(ASSIGNMENT) From the first line of the data below, copy each line up to the one containing "pub const ACCESS_TOKEN_ENV: &str", and include that line too.

(DATA TO PROCESS)
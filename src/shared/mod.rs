//! Geteilte Typen für layer-übergreifende Verträge.
//!
//! Enthält die Laufzeit-Optionen, die `app`, `ui` und der Host gemeinsam nutzen.

pub mod options;

pub use options::MapViewOptions;
pub use options::{ACCESS_TOKEN_ENV, DEFAULT_CENTER, DEFAULT_STYLE, DEFAULT_ZOOM};
//! Zentrale Konfiguration der Kartenansicht.
//!
//! `MapViewOptions` enthält alle zur Laufzeit änderbaren Werte.
//! Die `const`-Werte bleiben als Fallback/Default erhalten.

use crate::core::{EngineConfig, LngLat, MarkerAnchor};
use serde::{Deserialize, Serialize};

// ── Kamera ──────────────────────────────────────────────────────────

/// Startzentrum `[lng, lat]` (Concepción, Chile).
pub const DEFAULT_CENTER: [f64; 2] = [-73.0498, -36.8201];
/// Start-Zoomstufe.
pub const DEFAULT_ZOOM: f64 = 12.0;
/// Minimale Zoomstufe.
pub const ZOOM_MIN: f64 = 2.0;
/// Maximale Zoomstufe.
pub const ZOOM_MAX: f64 = 19.0;
/// Zoom-Schritt pro Mausrad-Raste.
pub const SCROLL_ZOOM_STEP: f64 = 0.25;

// ── Engine ──────────────────────────────────────────────────────────

/// Style der Karte.
pub const DEFAULT_STYLE: &str = "mapbox://styles/mapbox/streets-v12";
/// Umgebungsvariable mit dem Access-Token.
pub const ACCESS_TOKEN_ENV: &str = "MAPBOX_ACCESS_TOKEN";

// ── Marker ──────────────────────────────────────────────────────────

/// Pin-Radius in Screen-Pixeln.
pub const MARKER_RADIUS_PX: f32 = 6.0;
/// Farbe aktiver Pins (RGBA: Grün #16a34a).
pub const MARKER_COLOR_ACTIVE: [f32; 4] = [0.086, 0.639, 0.290, 1.0];
/// Farbe inaktiver Pins (RGBA: Rot #ef4444).
pub const MARKER_COLOR_INACTIVE: [f32; 4] = [0.937, 0.267, 0.267, 1.0];
/// Pick-Radius für Klicks auf Pins in Screen-Pixeln.
pub const MARKER_PICK_RADIUS_PX: f32 = 14.0;

/// Alle zur Laufzeit änderbaren Optionen der Kartenansicht.
/// Wird als `pinmap.toml` neben der Binary gespeichert.
#[derive(Debug, Clone, Serialize, Deserialize, PartialEq)]
pub struct MapViewOptions {
    // ── Kamera ──────────────────────────────────────────────────
    /// Startzentrum `[lng, lat]`
    pub center: [f64; 2],
    /// Start-Zoomstufe
    pub zoom: f64,
    /// Minimale Zoomstufe
    #[serde(default = "default_zoom_min")]
    pub zoom_min: f64,
    /// Maximale Zoomstufe
    #[serde(default = "default_zoom_max")]
    pub zoom_max: f64,
    /// Zoom-Schritt pro Mausrad-Raste
    #[serde(default = "default_scroll_zoom_step")]
    pub scroll_zoom_step: f64,

    // ── Engine ──────────────────────────────────────────────────
    /// Style-URL
    pub style: String,
    /// Name der Umgebungsvariable mit dem Access-Token
    pub access_token_env: String,

    // ── Marker ──────────────────────────────────────────────────
    /// Ankerpunkt der Pins
    #[serde(default)]
    pub marker_anchor: MarkerAnchor,
    /// Pin-Radius in Pixeln
    pub marker_radius_px: f32,
    /// Farbe aktiver Pins
    pub marker_color_active: [f32; 4],
    /// Farbe inaktiver Pins
    pub marker_color_inactive: [f32; 4],
    /// Pick-Radius in Pixeln
    pub marker_pick_radius_px: f32,

    // ── Daten ───────────────────────────────────────────────────
    /// Optionale JSON-Datei mit Entitäten (sonst Beispieldaten)
    #[serde(default)]
    pub entities_path: Option<std::path::PathBuf>,
}

impl Default for MapViewOptions {
    fn default() -> Self {
        Self {
            center: DEFAULT_CENTER,
            zoom: DEFAULT_ZOOM,
            zoom_min: ZOOM_MIN,
            zoom_max: ZOOM_MAX,
            scroll_zoom_step: SCROLL_ZOOM_STEP,

            style: DEFAULT_STYLE.to_string(),
            access_token_env: ACCESS_TOKEN_ENV.to_string(),

            marker_anchor: MarkerAnchor::Center,
            marker_radius_px: MARKER_RADIUS_PX,
            marker_color_active: MARKER_COLOR_ACTIVE,
            marker_color_inactive: MARKER_COLOR_INACTIVE,
            marker_pick_radius_px: MARKER_PICK_RADIUS_PX,

            entities_path: None,
        }
    }
}

/// Serde-Default für `zoom_min` (Abwärtskompatibilität bestehender TOML-Dateien).
fn default_zoom_min() -> f64 {
    ZOOM_MIN
}

/// Serde-Default für `zoom_max`.
fn default_zoom_max() -> f64 {
    ZOOM_MAX
}

/// Serde-Default für `scroll_zoom_step`.
fn default_scroll_zoom_step() -> f64 {
    SCROLL_ZOOM_STEP
}

impl MapViewOptions {
    /// Lädt Optionen aus einer TOML-Datei. Bei Fehler: Standardwerte.
    pub fn load_from_file(path: &std::path::Path) -> Self {
        match std::fs::read_to_string(path) {
            Ok(content) => match toml::from_str::<Self>(&content) {
                Ok(mut opts) => {
                    log::info!("Optionen geladen aus: {}", path.display());
                    opts.normalize_zoom_limits();
                    opts
                }
                Err(e) => {
                    log::warn!("Optionen-Datei fehlerhaft, verwende Standardwerte: {}", e);
                    Self::default()
                }
            },
            Err(_) => {
                log::info!("Keine Optionen-Datei gefunden, verwende Standardwerte");
                Self::default()
            }
        }
    }

    /// Gültige Zoom-Grenzen `(min, max)`.
    ///
    /// Vertauschte Grenzen werden getauscht, nicht-endliche durch die
    /// Standardwerte ersetzt. Es gilt immer `min <= max`.
    pub fn zoom_limits(&self) -> (f64, f64) {
        let min = if self.zoom_min.is_finite() {
            self.zoom_min
        } else {
            ZOOM_MIN
        };
        let max = if self.zoom_max.is_finite() {
            self.zoom_max
        } else {
            ZOOM_MAX
        };
        if min <= max {
            (min, max)
        } else {
            (max, min)
        }
    }

    /// Korrigiert ungültige Zoom-Grenzen aus einer handbearbeiteten Datei.
    fn normalize_zoom_limits(&mut self) {
        let (min, max) = self.zoom_limits();
        if (min, max) != (self.zoom_min, self.zoom_max) {
            log::warn!(
                "Ungültige Zoom-Grenzen {}..{} in der Optionen-Datei, verwende {}..{}",
                self.zoom_min,
                self.zoom_max,
                min,
                max
            );
            self.zoom_min = min;
            self.zoom_max = max;
        }
    }

    /// Speichert Optionen als TOML-Datei.
    pub fn save_to_file(&self, path: &std::path::Path) -> anyhow::Result<()> {
        let content = toml::to_string_pretty(self)?;
        std::fs::write(path, content)?;
        log::info!("Optionen gespeichert nach: {}", path.display());
        Ok(())
    }

    /// Ermittelt den Pfad zur Optionen-Datei neben der Binary.
    pub fn config_path() -> std::path::PathBuf {
        std::env::current_exe()
            .unwrap_or_else(|_| std::path::PathBuf::from("pinmap"))
            .parent()
            .unwrap_or_else(|| std::path::Path::new("."))
            .join("pinmap.toml")
    }

    /// Liest das Access-Token aus der konfigurierten Umgebungsvariable.
    pub fn read_access_token(&self) -> Option<String> {
        std::env::var(&self.access_token_env)
            .ok()
            .filter(|token| !token.trim().is_empty())
    }

    /// Baut die Engine-Konfiguration mit dem gegebenen Token.
    pub fn engine_config(&self, access_token: Option<String>) -> EngineConfig {
        EngineConfig {
            center: LngLat::from(self.center),
            zoom: {
                let (min, max) = self.zoom_limits();
                if self.zoom.is_finite() {
                    self.zoom.clamp(min, max)
                } else {
                    DEFAULT_ZOOM.clamp(min, max)
                }
            },
            style: self.style.clone(),
            access_token,
            access_token_env: self.access_token_env.clone(),
            marker_anchor: self.marker_anchor,
        }
    }
}

#[cfg(test)]
mod tests {
    use super::*;

    #[test]
    fn defaults_point_at_concepcion() {
        let options = MapViewOptions::default();

        approx::assert_relative_eq!(options.center[0], -73.0498);
        approx::assert_relative_eq!(options.center[1], -36.8201);
        approx::assert_relative_eq!(options.zoom, 12.0);
        assert_eq!(options.style, "mapbox://styles/mapbox/streets-v12");
    }

    #[test]
    fn partial_toml_falls_back_to_serde_defaults() {
        let toml = r#"
            center = [-70.65, -33.45]
            zoom = 10.0
            style = "custom"
            access_token_env = "MY_TOKEN"
            marker_radius_px = 8.0
            marker_color_active = [0.0, 1.0, 0.0, 1.0]
            marker_color_inactive = [1.0, 0.0, 0.0, 1.0]
            marker_pick_radius_px = 12.0
            marker_anchor = "bottom"
        "#;

        let options: MapViewOptions = toml::from_str(toml).expect("TOML sollte parsebar sein");

        assert_eq!(options.access_token_env, "MY_TOKEN");
        assert_eq!(options.marker_anchor, MarkerAnchor::Bottom);
        approx::assert_relative_eq!(options.zoom_max, ZOOM_MAX);
        assert!(options.entities_path.is_none());
    }

    #[test]
    fn engine_config_clamps_zoom_and_carries_token() {
        let options = MapViewOptions {
            zoom: 40.0,
            ..MapViewOptions::default()
        };

        let config = options.engine_config(Some("pk.test".to_string()));

        approx::assert_relative_eq!(config.zoom, ZOOM_MAX);
        assert_eq!(config.require_access_token(), Ok("pk.test"));
        assert_eq!(config.access_token_env, ACCESS_TOKEN_ENV);
    }

    #[test]
    fn load_from_missing_file_uses_defaults() {
        let options = MapViewOptions::load_from_file(std::path::Path::new("/nonexistent/pinmap.toml"));

        assert_eq!(options, MapViewOptions::default());
    }

    #[test]
    fn inverted_zoom_limits_do_not_panic() {
        let toml = r#"
            center = [-73.0498, -36.8201]
            zoom = 12.0
            zoom_min = 15.0
            zoom_max = 5.0
            style = "mapbox://styles/mapbox/streets-v12"
            access_token_env = "MAPBOX_ACCESS_TOKEN"
            marker_radius_px = 6.0
            marker_color_active = [0.0, 1.0, 0.0, 1.0]
            marker_color_inactive = [1.0, 0.0, 0.0, 1.0]
            marker_pick_radius_px = 14.0
        "#;
        let options: MapViewOptions = toml::from_str(toml).expect("TOML sollte parsebar sein");

        let result = std::panic::catch_unwind(|| options.engine_config(Some("t".to_string())));

        let config = result.expect("engine_config darf nicht paniken");
        approx::assert_relative_eq!(config.zoom, 12.0);
        assert_eq!(options.zoom_limits(), (5.0, 15.0));
    }

    #[test]
    fn load_from_file_swaps_inverted_zoom_limits() {
        let path = std::env::temp_dir().join(format!(
            "pinmap_options_inverted_{}.toml",
            std::process::id()
        ));
        let options = MapViewOptions {
            zoom: 30.0,
            zoom_min: 15.0,
            zoom_max: 5.0,
            ..MapViewOptions::default()
        };
        options.save_to_file(&path).expect("Speichern sollte gelingen");

        let loaded = MapViewOptions::load_from_file(&path);
        let _ = std::fs::remove_file(&path);

        approx::assert_relative_eq!(loaded.zoom_min, 5.0);
        approx::assert_relative_eq!(loaded.zoom_max, 15.0);
        approx::assert_relative_eq!(loaded.engine_config(None).zoom, 15.0);
        assert_eq!(loaded.style, options.style);
    }
}
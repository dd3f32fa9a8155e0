//! Handler für die Einzelauswahl.

use crate::app::use_cases;
use crate::app::AppState;
use crate::core::Entity;

/// Selektiert die Entität des angeklickten Markers.
pub fn select(state: &mut AppState, entity: Entity) {
    use_cases::selection::select_entity(state, entity);
}

/// Hebt die aktuelle Selektion auf.
pub fn dismiss(state: &mut AppState) {
    use_cases::selection::dismiss(state);
}
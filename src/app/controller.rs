//! Application Controller für zentrale Event-Verarbeitung.

use super::{AppCommand, AppIntent, AppState};

/// Orchestriert UI-Events und Use-Cases auf den AppState.
#[derive(Default)]
pub struct AppController;

impl AppController {
    /// Erstellt einen neuen Controller.
    pub fn new() -> Self {
        Self
    }

    /// Verarbeitet einen Intent über Intent->Command Mapping.
    pub fn handle_intent(&mut self, state: &mut AppState, intent: AppIntent) -> anyhow::Result<()> {
        let commands = self.map_intent_to_commands(state, intent);
        for command in commands {
            self.handle_command(state, command)?;
        }

        Ok(())
    }

    /// Arbeitet alle Intents ab, die Marker-Callbacks in die Warteschlange gelegt haben.
    ///
    /// Fehler einzelner Intents werden geloggt; die restlichen laufen weiter.
    /// Gibt die Anzahl verarbeiteter Intents zurück.
    pub fn process_pending(&mut self, state: &mut AppState) -> usize {
        if state.intents.is_empty() {
            return 0;
        }
        let count = state.intents.len();
        log::debug!("{} wartende Intent(s) aus Engine-Callbacks", count);
        let pending = state.intents.drain();
        for intent in pending {
            if let Err(e) = self.handle_intent(state, intent) {
                log::error!("Event handling failed: {:#}", e);
            }
        }
        count
    }

    fn map_intent_to_commands(&self, state: &AppState, intent: AppIntent) -> Vec<AppCommand> {
        super::intent_mapping::map_intent_to_commands(state, intent)
    }

    /// Führt mutierende Commands auf dem AppState aus.
    /// Dispatcht an Feature-Handler in `handlers/`.
    pub fn handle_command(
        &mut self,
        state: &mut AppState,
        command: AppCommand,
    ) -> anyhow::Result<()> {
        state.command_log.record(&command);
        use super::handlers;

        match command {
            // === Lebenszyklus ===
            AppCommand::StartSession { container } => {
                handlers::lifecycle::start_session(state, container)
            }
            AppCommand::ResolveSession { handle, capability } => {
                handlers::lifecycle::resolve_session(state, handle, &capability)?
            }
            AppCommand::EndSession => handlers::lifecycle::end_session(state),
            AppCommand::RunPaintCycle => handlers::lifecycle::run_paint_cycle(state),
            AppCommand::ReplaceEntities { entities } => {
                handlers::lifecycle::replace_entities(state, entities)?
            }

            // === Viewport ===
            AppCommand::ResizeViewport { size } => handlers::view::set_viewport_size(state, size),

            // === Selektion ===
            AppCommand::SelectEntity { entity } => handlers::selection::select(state, entity),
            AppCommand::DismissSelection => handlers::selection::dismiss(state),

            // === Anwendungssteuerung ===
            AppCommand::RequestExit => handlers::lifecycle::request_exit(state),
        }

        Ok(())
    }
}
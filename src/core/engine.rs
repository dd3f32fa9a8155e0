//! Vertrag zur externen Karten-Engine.
//!
//! Die Engine selbst (Tiles, Pan/Zoom, Rendering) wird nicht hier
//! implementiert. Der Kern braucht nur Konstruktion, eine einmalige
//! "erster Frame gezeichnet"-Meldung, Re-Measure, Marker-Anbindung
//! und vollständige Freigabe.

use super::map_marker::MarkerVisual;
use super::LngLat;
use serde::{Deserialize, Serialize};

/// Engine-seitige ID eines angehängten Markers.
#[derive(Debug, Clone, Copy, PartialEq, Eq, Hash, PartialOrd, Ord)]
pub struct EngineMarkerId(pub u64);

/// Ankerpunkt des Marker-Elements relativ zur Geo-Position.
#[derive(Debug, Clone, Copy, PartialEq, Eq, Default, Serialize, Deserialize)]
#[serde(rename_all = "kebab-case")]
pub enum MarkerAnchor {
    /// Elementmitte liegt auf der Position
    #[default]
    Center,
    /// Oberkante mittig
    Top,
    /// Unterkante mittig (Pin-Spitze)
    Bottom,
    /// Linke Kante mittig
    Left,
    /// Rechte Kante mittig
    Right,
}

impl MarkerAnchor {
    /// Verschiebung des Element-Mittelpunkts in Vielfachen der halben Elementgröße.
    ///
    /// `Bottom` liefert `(0, -1)`: das Element sitzt oberhalb der Position.
    pub fn offset_factor(self) -> [f32; 2] {
        match self {
            Self::Center => [0.0, 0.0],
            Self::Top => [0.0, 1.0],
            Self::Bottom => [0.0, -1.0],
            Self::Left => [1.0, 0.0],
            Self::Right => [-1.0, 0.0],
        }
    }
}

/// Visuelles Element, das die Engine an einer Geo-Position einhängt.
#[derive(Debug, Clone, PartialEq)]
pub struct MarkerElement {
    /// Tooltip-Titel (Name der Entität)
    pub title: String,
    /// Aktiv/Inaktiv-Darstellung
    pub visual: MarkerVisual,
    /// Ankerpunkt
    pub anchor: MarkerAnchor,
}

impl MarkerElement {
    /// Vollständige Klassenliste des Elements, z.B. `model-marker is-active`.
    pub fn class_list(&self) -> String {
        format!("model-marker {}", self.visual.modifier_class())
    }
}

/// Identifiziert den Container, an den eine Session gebunden ist.
#[derive(Debug, Clone, PartialEq, Eq, Hash)]
pub struct ContainerId(pub String);

impl ContainerId {
    /// Erstellt eine Container-ID.
    pub fn new(id: impl Into<String>) -> Self {
        Self(id.into())
    }
}

/// Layout-Box, in die die Karte gerendert wird.
#[derive(Debug, Clone, PartialEq)]
pub struct Container {
    /// Container-ID
    pub id: ContainerId,
    /// Aktuelle Größe in Pixel
    pub size: [f32; 2],
}

impl Container {
    /// Erstellt einen Container mit Startgröße.
    pub fn new(id: impl Into<String>, size: [f32; 2]) -> Self {
        Self {
            id: ContainerId::new(id),
            size,
        }
    }
}

/// Fehler beim Erstellen oder Bestücken der Engine.
#[derive(Debug, Clone, PartialEq, thiserror::Error)]
pub enum EngineError {
    /// Kein Access-Token konfiguriert
    #[error("kein Access-Token gesetzt (Umgebungsvariable {env_var})")]
    MissingAccessToken { env_var: String },
    /// Container ist nicht (mehr) eingehängt
    #[error("Container '{0}' ist nicht verfügbar")]
    ContainerUnavailable(String),
    /// Engine hat einen Marker abgelehnt
    #[error("Marker für '{title}' wurde abgelehnt: {reason}")]
    MarkerRejected { title: String, reason: String },
    /// Sonstiger Fehler der Engine-Implementierung
    #[error("Engine-Fehler: {0}")]
    Backend(String),
}

/// Konstruktionsparameter der Engine.
#[derive(Debug, Clone, PartialEq)]
pub struct EngineConfig {
    /// Startzentrum
    pub center: LngLat,
    /// Start-Zoomstufe
    pub zoom: f64,
    /// Style-URL
    pub style: String,
    /// Access-Token (aus der Umgebung)
    pub access_token: Option<String>,
    /// Name der Umgebungsvariable, aus der das Token stammt (für Fehlermeldungen)
    pub access_token_env: String,
    /// Ankerpunkt aller Marker
    pub marker_anchor: MarkerAnchor,
}

impl EngineConfig {
    /// Liefert das Token oder einen Konstruktionsfehler, wenn es fehlt oder leer ist.
    pub fn require_access_token(&self) -> Result<&str, EngineError> {
        match self.access_token.as_deref().map(str::trim) {
            Some(token) if !token.is_empty() => Ok(token),
            _ => Err(EngineError::MissingAccessToken {
                env_var: self.access_token_env.clone(),
            }),
        }
    }
}

/// Eine laufende Karten-Engine, gebunden an genau einen Container.
pub trait MapEngine {
    /// Einmalige Meldung "erster Frame gezeichnet".
    ///
    /// Liefert genau einmal `true`, sobald die Engine ihren ersten Frame
    /// fertig hat, danach immer `false`.
    fn take_first_paint(&mut self) -> bool;

    /// Misst den Container neu aus und passt die interne Zeichenfläche an.
    /// Mehrfache Aufrufe sind unschädlich.
    fn resize(&mut self);

    /// Hängt ein Marker-Element an der Position ein.
    fn add_marker(
        &mut self,
        element: MarkerElement,
        position: LngLat,
    ) -> Result<EngineMarkerId, EngineError>;

    /// Entfernt einen Marker. Unbekannte IDs werden ignoriert.
    fn remove_marker(&mut self, marker: EngineMarkerId);

    /// Gibt alle nativen Ressourcen der Engine frei.
    fn remove(&mut self);
}

/// Geladene Engine-Fähigkeit: erzeugt Engines für Container.
pub trait EngineFactory {
    /// Kurzname für Logs.
    fn name(&self) -> &str;

    /// Erstellt eine Engine für den Container.
    fn create(
        &self,
        container: &Container,
        config: &EngineConfig,
    ) -> Result<Box<dyn MapEngine>, EngineError>;
}
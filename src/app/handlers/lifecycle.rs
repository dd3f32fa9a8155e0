//! Handler für Mount, Auflösung, Paint-Zyklen und Unmount der Kartenansicht.

use crate::app::events::EngineCapability;
use crate::app::use_cases;
use crate::app::AppState;
use crate::core::{Container, Entity};
use crate::map::SessionHandle;

/// Fordert eine Map-Session an.
pub fn start_session(state: &mut AppState, container: Container) {
    use_cases::lifecycle::mount(state, container);
}

/// Löst die ausstehende Session auf und propagiert Konstruktionsfehler.
pub fn resolve_session(
    state: &mut AppState,
    handle: SessionHandle,
    capability: &EngineCapability,
) -> anyhow::Result<()> {
    use_cases::lifecycle::resolve(state, handle, capability)
}

/// Beendet die aktuelle Session.
pub fn end_session(state: &mut AppState) {
    use_cases::lifecycle::unmount(state);
}

/// Führt fällige Fits des Paint-Zyklus aus.
pub fn run_paint_cycle(state: &mut AppState) {
    use_cases::lifecycle::paint_cycle(state);
}

/// Ersetzt die Entitätsliste.
pub fn replace_entities(state: &mut AppState, entities: Vec<Entity>) -> anyhow::Result<()> {
    use_cases::lifecycle::replace_entities(state, entities)
}

/// Fordert das kontrollierte Beenden der Anwendung an.
pub fn request_exit(state: &mut AppState) {
    state.should_exit = true;
}
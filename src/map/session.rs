//! Eine lebende Map-Session: Engine, Marker und Größenbeobachtung.

use super::registry::MarkerRegistry;
use super::sizer::{self, SizerSubscription};
use super::SessionHandle;
use crate::core::{Container, EngineError, Entity, MapEngine, MarkerAnchor, SelectCallback};

/// Ausstehende Fits nach der Konstruktion.
#[derive(Debug, Clone, Copy, PartialEq, Eq)]
pub struct FitSchedule {
    /// Fit im nächsten Paint-Zyklus (Engines melden "geladen" teils vor dem finalen Layout)
    pub on_next_frame: bool,
    /// Fit, sobald die Engine den ersten Frame meldet
    pub on_first_paint: bool,
}

impl FitSchedule {
    fn after_construction() -> Self {
        Self {
            on_next_frame: true,
            on_first_paint: true,
        }
    }
}

/// Besitzt alles, was zu einer gemounteten Karte gehört.
pub struct MapSession {
    handle: SessionHandle,
    container: Container,
    engine: Box<dyn MapEngine>,
    markers: MarkerRegistry,
    sizer: Option<SizerSubscription>,
    fits: FitSchedule,
    fits_performed: usize,
}

impl MapSession {
    /// Bestückt eine frisch erstellte Engine.
    ///
    /// Schlägt das Einhängen der Marker fehl, wird die Engine freigegeben;
    /// es bleibt nichts zurück.
    pub(crate) fn assemble(
        handle: SessionHandle,
        container: Container,
        mut engine: Box<dyn MapEngine>,
        entities: &[Entity],
        anchor: MarkerAnchor,
        on_select: &SelectCallback,
    ) -> Result<Self, EngineError> {
        let mut markers = MarkerRegistry::new();
        if let Err(e) = markers.attach_all(engine.as_mut(), entities, anchor, on_select) {
            engine.remove();
            return Err(e);
        }

        let sizer = Some(sizer::observe(&container));

        Ok(Self {
            handle,
            container,
            engine,
            markers,
            sizer,
            fits: FitSchedule::after_construction(),
            fits_performed: 0,
        })
    }

    /// Baut die Session in fester Reihenfolge ab:
    /// Größenbeobachtung, Marker, Engine.
    pub(crate) fn teardown(mut self) {
        if let Some(subscription) = self.sizer.take() {
            sizer::dispose(subscription);
        }
        let removed = self.markers.detach_all(self.engine.as_mut());
        self.engine.remove();
        log::info!(
            "Map-Session {:?} beendet ({} Marker entfernt)",
            self.handle,
            removed
        );
    }

    /// Handle der Session
    pub fn handle(&self) -> SessionHandle {
        self.handle
    }

    /// Gebundener Container
    pub fn container(&self) -> &Container {
        &self.container
    }

    /// Marker der Session
    pub fn markers(&self) -> &MarkerRegistry {
        &self.markers
    }

    /// Noch ausstehende Fits
    pub fn fit_schedule(&self) -> FitSchedule {
        self.fits
    }

    /// Anzahl ausgeführter Initial-Fits
    pub fn fits_performed(&self) -> usize {
        self.fits_performed
    }

    /// Ob die Größenbeobachtung aktiv ist
    pub fn is_observing(&self) -> bool {
        self.sizer.is_some()
    }

    /// Wird einmal pro UI-Paint-Zyklus aufgerufen und führt fällige Fits aus.
    ///
    /// Reihenfolge: erst der Next-Frame-Fit, dann der First-Paint-Fit.
    pub fn on_paint_cycle(&mut self) -> usize {
        let mut fits = 0;

        if self.fits.on_next_frame {
            self.fits.on_next_frame = false;
            self.engine.resize();
            fits += 1;
        }

        if self.fits.on_first_paint && self.engine.take_first_paint() {
            self.fits.on_first_paint = false;
            self.engine.resize();
            fits += 1;
        }

        self.fits_performed += fits;
        fits
    }

    /// Leitet eine Größenänderung des Containers an die Beobachtung weiter.
    pub fn on_container_resize(&mut self, size: [f32; 2]) -> bool {
        self.container.size = size;
        match self.sizer.as_mut() {
            Some(subscription) => subscription.on_container_resize(size, self.engine.as_mut()),
            None => false,
        }
    }

    /// Ersetzt alle Marker (vollständiger Neuaufbau auf derselben Engine).
    pub fn rebuild_markers(
        &mut self,
        entities: &[Entity],
        anchor: MarkerAnchor,
        on_select: &SelectCallback,
    ) -> Result<usize, EngineError> {
        self.markers
            .attach_all(self.engine.as_mut(), entities, anchor, on_select)
    }
}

(SOLUTION BELOW)
filename src/shared/mod.rs
//! Geteilte Typen für layer-übergreifende Verträge.
//!
//! Enthält die Laufzeit-Optionen, die `app`, `ui` und der Host gemeinsam nutzen.

pub mod options;

pub use options::MapViewOptions;
pub use options::{ACCESS_TOKEN_ENV, DEFAULT_CENTER, DEFAULT_STYLE, DEFAULT_ZOOM};
//! Zentrale Konfiguration der Kartenansicht.
//!
//! `MapViewOptions` enthält alle zur Laufzeit änderbaren Werte.
//! Die `const`-Werte bleiben als Fallback/Default erhalten.

use crate::core::{EngineConfig, LngLat, MarkerAnchor};
use serde::{Deserialize, Serialize};

// ── Kamera ──────────────────────────────────────────────────────────

/// Startzentrum `[lng, lat]` (Concepción, Chile).
pub const DEFAULT_CENTER: [f64; 2] = [-73.0498, -36.8201];
/// Start-Zoomstufe.
pub const DEFAULT_ZOOM: f64 = 12.0;
/// Minimale Zoomstufe.
pub const ZOOM_MIN: f64 = 2.0;
/// Maximale Zoomstufe.
pub const ZOOM_MAX: f64 = 19.0;
/// Zoom-Schritt pro Mausrad-Raste.
pub const SCROLL_ZOOM_STEP: f64 = 0.25;

// ── Engine ──────────────────────────────────────────────────────────

/// Style der Karte.
pub const DEFAULT_STYLE: &str = "mapbox://styles/mapbox/streets-v12";
/// Umgebungsvariable mit dem Access-Token.
pub const ACCESS_TOKEN_ENV: &str = "MAPBOX_ACCESS_TOKEN";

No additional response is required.